Best Flashlight for Firemen....

nethiker

Enlightened
Joined
Dec 20, 2004
Messages
684
Location
Montana, USA
I'm on a small rural dept. with few opportunities to do interior attack. That said, we generally make entry after ventilating the house and almost never enter an entirely smoke filled room. It's usually clearer and much cooler down low where you are for your search.

I carry a surefire U2 as my personal light. I have a traffic cone for the bezel that sees a fair amount of use and I can dial it down low for up close work and turn it up to make out rural address numbers. I would not take it interior. I stick with my Streamlight on the helmut and a clip-on for my coat. I don't have a hand free to carry another light.
 

Timson

Enlightened
Joined
Mar 5, 2004
Messages
526
Location
Leeds - England
The video illustrates a point very effectively.

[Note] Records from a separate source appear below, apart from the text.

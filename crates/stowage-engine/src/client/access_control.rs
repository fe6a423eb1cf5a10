//! Public-visibility seam.
//!
//! `object_store` has no notion of object ACLs, so granting public read
//! access goes through [`AccessControl`]. Self-initialized GCS clients use
//! [`GcsAccessControl`]; caller-supplied clients default to
//! [`NoopAccessControl`].

use std::fmt;

use object_store::gcp::GcpCredentialProvider;
use url::Url;

use crate::BoxError;

/// Default GCS JSON API endpoint.
pub const GCS_API_BASE: &str = "https://storage.googleapis.com";

/// Grants public read access to stored objects.
#[async_trait::async_trait]
pub trait AccessControl: Send + Sync + 'static {
    /// Short identifier used in logs (e.g. `"gcs"`).
    fn id(&self) -> &str;

    /// Makes `key` in `bucket` readable by anyone.
    async fn make_public(&self, bucket: &str, key: &str) -> Result<(), BoxError>;
}

/// Access control for stores whose objects are already served publicly,
/// or that have no ACLs at all (local and in-memory stores).
#[derive(Debug, Default, Clone, Copy)]
pub struct NoopAccessControl;

#[async_trait::async_trait]
impl AccessControl for NoopAccessControl {
    fn id(&self) -> &str {
        "noop"
    }

    async fn make_public(&self, _bucket: &str, _key: &str) -> Result<(), BoxError> {
        Ok(())
    }
}

/// Inserts an `allUsers: READER` ACL entry through the GCS JSON API,
/// authenticated with the same credentials as the object store.
#[derive(Clone)]
pub struct GcsAccessControl {
    http: reqwest::Client,
    credentials: GcpCredentialProvider,
    api_base: Url,
}

impl GcsAccessControl {
    /// Creates access control backed by `credentials`.
    pub fn new(credentials: GcpCredentialProvider) -> Result<Self, BoxError> {
        Ok(Self {
            http: reqwest::Client::new(),
            credentials,
            api_base: Url::parse(GCS_API_BASE)?,
        })
    }

    /// Points the client at another API endpoint (e.g. an emulator).
    pub fn with_api_base(mut self, api_base: Url) -> Self {
        self.api_base = api_base;
        self
    }

    /// Builds `{base}/storage/v1/b/{bucket}/o/{object}/acl`.
    ///
    /// The object name is a single path segment, so `/` inside it is
    /// percent-encoded.
    fn acl_url(&self, bucket: &str, key: &str) -> Result<Url, BoxError> {
        let mut url = self.api_base.clone();
        url.path_segments_mut()
            .map_err(|_| format!("'{}' cannot be used as an API base", self.api_base))?
            .pop_if_empty()
            .extend(["storage", "v1", "b", bucket, "o", key, "acl"]);
        Ok(url)
    }
}

impl fmt::Debug for GcsAccessControl {
    fn fmt(&self, f: &mut fmt::Formatter<'_>) -> fmt::Result {
        f.debug_struct("GcsAccessControl")
            .field("api_base", &self.api_base.as_str())
            .finish_non_exhaustive()
    }
}

#[async_trait::async_trait]
impl AccessControl for GcsAccessControl {
    fn id(&self) -> &str {
        "gcs"
    }

    async fn make_public(&self, bucket: &str, key: &str) -> Result<(), BoxError> {
        let credential = self.credentials.get_credential().await?;
        let url = self.acl_url(bucket, key)?;

        self.http
            .post(url)
            .bearer_auth(&credential.bearer)
            .json(&serde_json::json!({ "entity": "allUsers", "role": "READER" }))
            .send()
            .await?
            .error_for_status()?;

        Ok(())
    }
}

#[cfg(test)]
mod tests {
    use std::sync::Arc;

    use object_store::StaticCredentialProvider;
    use object_store::gcp::GcpCredential;

    use super::*;

    fn access_control() -> GcsAccessControl {
        let credential = GcpCredential {
            bearer: "token".to_string(),
        };
        GcsAccessControl::new(Arc::new(StaticCredentialProvider::new(credential))).unwrap()
    }

    #[test]
    fn acl_url_encodes_object_name() {
        let url = access_control()
            .acl_url("media", "uploads/photo one.png")
            .unwrap();
        assert_eq!(
            url.as_str(),
            "https://storage.googleapis.com/storage/v1/b/media/o/uploads%2Fphoto%20one.png/acl"
        );
    }

    #[test]
    fn acl_url_respects_custom_base() {
        let base = Url::parse("http://localhost:4443/").unwrap();
        let url = access_control()
            .with_api_base(base)
            .acl_url("media", "a.txt")
            .unwrap();
        assert_eq!(
            url.as_str(),
            "http://localhost:4443/storage/v1/b/media/o/a.txt/acl"
        );
    }

    #[tokio::test]
    async fn noop_always_succeeds() {
        NoopAccessControl.make_public("media", "a.txt").await.unwrap();
    }
}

Even in a relatively open environment with reasonable ambient light and relatively light smoke, navigation is difficult.....


The environments I spoke of were - Zero natural light, totally enclosed, thick black smoke from diesel/oil fires, temperatures of 700 - 900F, steam/water spray, lots of noise, very scary.
In that environment - forget a flashlight !


Utter respect to firefighters - Very special people. :rock:


Tim.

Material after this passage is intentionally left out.